The plight of migrant workers is not a new one.
Legendary broadcast journalist Edward R. Murrow tackled the subject in Harvest of Shame, an hour-long documentary produced by Fred W. Friendly that aired the day after Thanksgiving nearly half a century ago in 1960.
Dunreith and I watched the video today, and it hit hard.
The opening scene, in black and white footage, had Murrow’s deep voice intoning over images of black workers being recruited to work in the fields of Florida.
This scene is not taking place in the Congo. It has nothing to do with Johannesburg or Cape Town. It is not Nyasaland or Nigeria. This is Florida. These are citizens of the United States, 1960. This is a shape-up for migrant workers. The hawkers are chanting the going piece rate at the various fields. This is the way the humans who harvest the food for the best-fed people in the world get hired. One farmer looked at this and said, “We used to own our slaves; now we just rent them.”
Murrow traced the workers’ experiences as they moved north from Florida with the crops, ending in New Jersey in November.
Plenty of heart-rending footage of nine-year-old children tending to their younger, runny-nosed siblings while their parents work in the field mingle with interviews of the parents saying they would like more than anything to leave the work they are doing, but do not have any means or hope of doing so.
Murrow shows black, white and Latino workers essentially undergoing the same oppression. The film also features interviews with several callous owners, one of whom talks about workers having “a bit of the gypsy” in them and living blissful existences, and with a farming official who essentially says that it’s better for a lot of people to receive poor pay a few days a years than nothing at all.
Secretary of Labor James Mitchell calls the workers “the excluded Americans,” but seems surprisingly helpless to do anything to improve their situations. Murrow, who is smoking in nearly every scene in which he appears, notes toward the end of the film that more than 150 legislative initiatives had been attempted, but just one had succeeded.
The film ends where it began, in Florida, with workers returning back after their journeys north to the latest chapter in a book of grinding poverty. Murrow quotes a pastor who urges people to think not just about charity, but about justice, before uttering the film’s final words:
“The migrants have no lobby. Only an enlightened, aroused and perhaps angered public opinion can do anything about the migrants. The people you have seen have the strength to harvest your fruit and vegetables. They do not have the strength to influence legislation. Maybe we do. Good night, and good luck.”
The late David Halberstam wrote extensively about Murrow’s career, his seminal reporting during World War II, his pivotal work on Sen. Joe McCarthy, and the Harvest of Shame in The Powers That Be. In typical fashion, Halberstam also writes unflinchingly how Murrow fell out at CBS with network head William Paley and the shabby treatment Paley doled out as a result.

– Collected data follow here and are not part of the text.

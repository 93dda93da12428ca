use crate::ast::{Program, Statement};
use crate::diagnostic::Diagnostic;
use crate::token::{Token, TokenType};
use tracing::{debug, trace};

/// Builds a program from tokens.
///
/// Returns `None` when there are no tokens at all, which is distinct from a
/// program that parsed to zero statements. Malformed statements are reported
/// and skipped.
pub fn parse(tokens: &[Token]) -> (Option<Program>, Vec<Diagnostic>) {
    Parser::new(tokens).parse()
}

pub struct Parser<'a> {
    tokens: &'a [Token],
    current: usize,
    diagnostics: Vec<Diagnostic>,
}

impl<'a> Parser<'a> {
    pub fn new(tokens: &'a [Token]) -> Parser<'a> {
        Parser {
            tokens,
            current: 0,
            diagnostics: Vec::new(),
        }
    }

    #[tracing::instrument(level = "debug", skip_all, fields(tokens = self.tokens.len()))]
    pub fn parse(mut self) -> (Option<Program>, Vec<Diagnostic>) {
        if self.tokens.is_empty() {
            debug!("no tokens, nothing to parse");
            return (None, self.diagnostics);
        }

        let mut program = Program::default();
        while let Some(token) = self.peek() {
            if let Some(statement) = self.statement(token) {
                trace!(?statement, "statement");
                program.statements.push(statement);
            }
        }

        debug!(
            statements = program.statements.len(),
            diagnostics = self.diagnostics.len(),
            "parsed tokens"
        );
        (Some(program), self.diagnostics)
    }

    /// Handles the token under the cursor and always moves the cursor forward
    /// by one token, or by two when a `PRINT` consumes its string.
    fn statement(&mut self, token: &'a Token) -> Option<Statement> {
        let next = self.peek_next();
        self.advance();
        match (&token.tokentype, next.map(|t| &t.tokentype)) {
            (TokenType::Print, Some(TokenType::StringLiteral(value))) => {
                self.advance();
                Some(Statement::Print(value.clone()))
            }
            (TokenType::Print, Some(_)) => {
                self.diagnostics.push(Diagnostic::MissingStringAfterPrint {
                    kind: token.tokentype.clone(),
                });
                None
            }
            // A trailing PRINT with nothing after it is dropped without a report.
            (TokenType::Print, None) => None,
            (other, _) => {
                self.diagnostics.push(Diagnostic::UnexpectedToken {
                    kind: other.clone(),
                });
                None
            }
        }
    }

    fn advance(&mut self) {
        if self.current < self.tokens.len() {
            self.current += 1;
        }
    }
    fn peek(&self) -> Option<&'a Token> {
        self.tokens.get(self.current)
    }
    fn peek_next(&self) -> Option<&'a Token> {
        self.tokens.get(self.current + 1)
    }
}
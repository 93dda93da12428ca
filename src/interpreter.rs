use crate::ast::{Program, Statement, Visitor};
use crate::print_handler::PrintHandler;
use std::io;
use tracing::trace;

pub struct Interpreter {
    output: PrintHandler,
}

impl Visitor<Statement, io::Result<()>> for Interpreter {
    fn visit(&mut self, stmt: &Statement) -> io::Result<()> {
        match stmt {
            Statement::Print(value) => {
                trace!(value = value.as_str(), "print");
                self.output.println(value)
            }
        }
    }
}

impl Interpreter {
    pub fn new(output: PrintHandler) -> Interpreter {
        Interpreter { output }
    }
    /// Runs every statement once, in order. The program is left untouched, so
    /// interpreting it again repeats the same output. Stops at the first write
    /// the output handler fails.
    #[tracing::instrument(level = "debug", skip_all, fields(statements = program.statements.len()))]
    pub fn interpret(&mut self, program: &Program) -> io::Result<()> {
        for statement in &program.statements {
            self.execute(statement)?;
        }
        Ok(())
    }
    fn execute(&mut self, stmt: &Statement) -> io::Result<()> {
        stmt.accept(self)
    }
    pub fn output(&self) -> &PrintHandler {
        &self.output
    }
    pub fn output_mut(&mut self) -> &mut PrintHandler {
        &mut self.output
    }
}

impl Default for Interpreter {
    fn default() -> Self {
        Interpreter::new(PrintHandler::default())
    }
}
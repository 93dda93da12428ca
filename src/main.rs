use clap::{crate_version, App, Arg, ErrorKind};
use printlang::ast::AstPrinter;
use printlang::diagnostic::RunError;
use printlang::interpreter::Interpreter;
use printlang::print_handler::{write_line, PrintHandler};
use std::fs;
use std::io;

const DEMO: &str = "
    PRINT 'Hello' PRINT ','
    PRINT 'World'
";

enum Source {
    File(String),
    Inline(String),
    Demo,
}

impl Source {
    fn read(self) -> io::Result<String> {
        match self {
            Source::File(path) => fs::read_to_string(path),
            Source::Inline(text) => Ok(text),
            Source::Demo => Ok(DEMO.to_string()),
        }
    }
}

struct Flags {
    tokens: bool,
    ast: bool,
    check: bool,
}

fn main() {
    init_tracing();
    let (source, flags) = parse_args();
    let source = match source.read() {
        Ok(source) => source,
        Err(e) => {
            eprintln!("Failed to read script: {}", e);
            std::process::exit(66);
        }
    };
    match run(&source, &flags) {
        Ok(()) => (),
        Err(err @ RunError::MissingProgram { .. }) => {
            eprintln!("{}", err);
            std::process::exit(65);
        }
        // The reader went away, e.g. `| head`; nothing left to say.
        Err(RunError::Output(ref e)) if e.kind() == io::ErrorKind::BrokenPipe => (),
        Err(err) => {
            eprintln!("{}", err);
            std::process::exit(74);
        }
    }
}

fn parse_args() -> (Source, Flags) {
    let app = App::new("printlang")
        .version(crate_version!())
        .about("Runs scripts made of PRINT 'string' statements")
        .arg(
            Arg::with_name("script")
                .help("Script file to run; the demo script runs when omitted")
                .index(1)
                .conflicts_with("eval"),
        )
        .arg(
            Arg::with_name("eval")
                .short("e")
                .long("eval")
                .value_name("SOURCE")
                .takes_value(true)
                .help("Runs SOURCE instead of a script file"),
        )
        .arg(
            Arg::with_name("tokens")
                .long("tokens")
                .help("Prints every token before running"),
        )
        .arg(
            Arg::with_name("ast")
                .long("ast")
                .help("Prints the parsed program before running"),
        )
        .arg(
            Arg::with_name("check")
                .long("check")
                .help("Reports diagnostics without running the program"),
        );

    let matches = match app.get_matches_safe() {
        Ok(matches) => matches,
        Err(e) => match e.kind {
            ErrorKind::HelpDisplayed | ErrorKind::VersionDisplayed => e.exit(),
            _ => {
                eprintln!("{}", e.message);
                std::process::exit(64);
            }
        },
    };

    let source = if let Some(path) = matches.value_of("script") {
        Source::File(path.to_string())
    } else if let Some(text) = matches.value_of("eval") {
        Source::Inline(text.to_string())
    } else {
        Source::Demo
    };
    let flags = Flags {
        tokens: matches.is_present("tokens"),
        ast: matches.is_present("ast"),
        check: matches.is_present("check"),
    };
    (source, flags)
}

/// Reports diagnostics on stderr, then writes the requested dumps and the
/// program's output to stdout. `--check` evaluates into a silent handler.
fn run(source: &str, flags: &Flags) -> Result<(), RunError> {
    let compilation = printlang::compile(source);
    for diagnostic in &compilation.diagnostics {
        eprintln!("{}", diagnostic);
    }
    let program = match compilation.program {
        Some(program) => program,
        None => {
            return Err(RunError::MissingProgram {
                diagnostics: compilation.diagnostics,
            })
        }
    };

    {
        let stdout = io::stdout();
        let mut out = stdout.lock();
        if flags.tokens {
            for token in &compilation.tokens {
                write_line(&mut out, &format!("Token: [{}]", token.tokentype))?;
            }
        }
        if flags.ast {
            for line in program.accept(&mut AstPrinter {}) {
                write_line(&mut out, &line)?;
            }
        }
    }

    let handler = if flags.check {
        PrintHandler::Silent
    } else {
        PrintHandler::Stdout
    };
    Interpreter::new(handler).interpret(&program)?;
    Ok(())
}

fn init_tracing() {
    use tracing_subscriber::{fmt, prelude::*, EnvFilter};

    // Only log when RUST_LOG is set, and keep logs off stdout.
    if std::env::var("RUST_LOG").is_ok() {
        tracing_subscriber::registry()
            .with(fmt::layer().with_writer(io::stderr).with_target(true))
            .with(EnvFilter::from_default_env())
            .init();
    }
}
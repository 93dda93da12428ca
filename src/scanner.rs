use tracing::debug;

/// Splits source text into whitespace-delimited words.
///
/// Runs of whitespace collapse into one delimiter and leading or trailing
/// whitespace yields no empty words. Quote characters stay part of the word.
pub fn scan(source: &str) -> Vec<&str> {
    let mut words = Vec::new();
    let mut start: Option<usize> = None;

    for (idx, c) in source.char_indices() {
        match (c.is_whitespace(), start) {
            (true, Some(s)) => {
                words.push(&source[s..idx]);
                start = None;
            }
            (false, None) => start = Some(idx),
            _ => (),
        }
    }
    if let Some(s) = start {
        words.push(&source[s..]);
    }

    debug!(words = words.len(), "scanned source");
    words
}
//! Interpreter for a tiny language of `PRINT 'string'` statements.
//!
//! Source flows through four stages, each finishing before the next starts:
//! [`scanner::scan`] splits it into words, [`lexer::lex`] turns words into
//! tokens, [`parser::parse`] builds a [`ast::Program`], and
//! [`interpreter::Interpreter`] evaluates it. Problems in the source are
//! collected as [`diagnostic::Diagnostic`] values instead of being printed.

pub mod ast;
pub mod diagnostic;
pub mod interpreter;
pub mod lexer;
pub mod parser;
pub mod print_handler;
pub mod scanner;
pub mod token;

use crate::ast::Program;
use crate::diagnostic::{Diagnostic, RunError};
use crate::interpreter::Interpreter;
use crate::token::Token;

/// Everything the front end produced for one source text.
#[derive(Debug)]
pub struct Compilation {
    pub tokens: Vec<Token>,
    /// `None` when the source held no tokens.
    pub program: Option<Program>,
    /// Lexer diagnostics followed by parser diagnostics.
    pub diagnostics: Vec<Diagnostic>,
}

/// Scans, lexes and parses `source`.
#[tracing::instrument(level = "debug", skip_all, fields(len = source.len()))]
pub fn compile(source: &str) -> Compilation {
    let words = scanner::scan(source);
    let (tokens, mut diagnostics) = lexer::lex(&words);
    let (program, parse_diagnostics) = parser::parse(&tokens);
    diagnostics.extend(parse_diagnostics);
    Compilation {
        tokens,
        program,
        diagnostics,
    }
}

/// Compiles and evaluates `source`, returning the diagnostics of a program
/// that ran. Fails when there was no program to run or its output could not
/// be written.
pub fn run(source: &str, interpreter: &mut Interpreter) -> Result<Vec<Diagnostic>, RunError> {
    let Compilation {
        program,
        diagnostics,
        ..
    } = compile(source);
    match program {
        Some(program) => {
            interpreter.interpret(&program)?;
            Ok(diagnostics)
        }
        None => Err(RunError::MissingProgram { diagnostics }),
    }
}
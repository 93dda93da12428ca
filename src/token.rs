use strum_macros::Display;

/// Kind of a lexical unit. Displays as the bare variant name, so a
/// `StringLiteral` shows up as `StringLiteral` regardless of its payload.
#[derive(Debug, Clone, PartialEq, Eq, Display)]
pub enum TokenType {
    // Keywords.
    Print,

    // Literals.
    StringLiteral(String),
}

#[derive(Debug, Clone, PartialEq, Eq)]
pub struct Token {
    pub tokentype: TokenType,
}

impl Token {
    pub fn new(tokentype: TokenType) -> Token {
        Token { tokentype }
    }
}
//! Destinations for program output.
//!
//! Output is line oriented: every `PRINT` statement appends exactly one line.
//! Stdout is the default, a buffer captures lines for tests and embedders.

use std::io::{self, Write};

/// Line sink the interpreter writes program output to.
#[derive(Debug)]
pub enum PrintHandler {
    /// Writes each line to stdout.
    Stdout,
    /// Captures lines in memory.
    Buffer(Vec<String>),
    /// Discards all output.
    Silent,
}

impl PrintHandler {
    pub fn buffer() -> PrintHandler {
        PrintHandler::Buffer(Vec::new())
    }

    /// Emit one line, verbatim. Only stdout can fail, e.g. on a closed pipe.
    pub fn println(&mut self, msg: &str) -> io::Result<()> {
        match self {
            PrintHandler::Stdout => write_line(&mut io::stdout().lock(), msg),
            PrintHandler::Buffer(lines) => {
                lines.push(msg.to_string());
                Ok(())
            }
            PrintHandler::Silent => Ok(()),
        }
    }

    /// Captured lines. Empty for handlers that don't capture.
    pub fn lines(&self) -> &[String] {
        match self {
            PrintHandler::Buffer(lines) => lines,
            PrintHandler::Stdout | PrintHandler::Silent => &[],
        }
    }

    pub fn clear(&mut self) {
        if let PrintHandler::Buffer(lines) = self {
            lines.clear();
        }
    }
}

impl Default for PrintHandler {
    fn default() -> Self {
        PrintHandler::Stdout
    }
}

pub fn write_line<W: Write>(out: &mut W, msg: &str) -> io::Result<()> {
    writeln!(out, "{}", msg)?;
    out.flush()
}
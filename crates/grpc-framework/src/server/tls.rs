use crate::config::{ServerConfig, TlsConfig};
use crate::error::{Error, Result};
use std::path::Path;
use tonic::transport::{Identity, ServerTlsConfig};

/// Loads the server's TLS identity.
///
/// Returns `None` when no TLS material is configured or the transport is
/// local. Unreadable files are fatal; there is no plaintext fallback.
pub async fn load(config: &ServerConfig) -> Result<Option<ServerTlsConfig>> {
    let Some(tls) = config.tls() else {
        tracing::info!("TLS disabled");
        return Ok(None);
    };
    if config.transport().is_local() {
        tracing::info!(transport = %config.transport(), "TLS skipped for local transport");
        return Ok(None);
    }

    let identity = read_identity(tls).await?;
    tracing::info!(cert = %tls.cert_file.display(), "TLS enabled");
    Ok(Some(ServerTlsConfig::new().identity(identity)))
}

async fn read_identity(tls: &TlsConfig) -> Result<Identity> {
    let cert = read(&tls.cert_file).await?;
    let key = read(&tls.key_file).await?;
    Ok(Identity::from_pem(cert, key))
}

async fn read(path: &Path) -> Result<Vec<u8>> {
    tokio::fs::read(path)
        .await
        .map_err(|source| Error::CredentialLoad {
            path: path.to_path_buf(),
            source,
        })
}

Latino workers appears mostly in the Murrow documentary as competitors with the black and white workers, but my brother Jon has photographed the experience of Latino day laborers for the past decade. His remarkable web site shows these workers’ journeys across the border, their efforts to provide for their families, their interactions with the criminal justice system, and their home lives.
Friend Kari Lydersen has written about the Coalition of Immokalee Workers’ struggle for better wages and working conditions and Guatemalan-born worker centers’ organizer Jose Oliva in Out of the Sea and Into the Fire.
Watching Murrow’s film, looking at Jon’s web site or reading Halberstam’s or Kari’s books can remind those of us who live in privilege and comfort that they do not come without a price, and to consider taking action accordingly.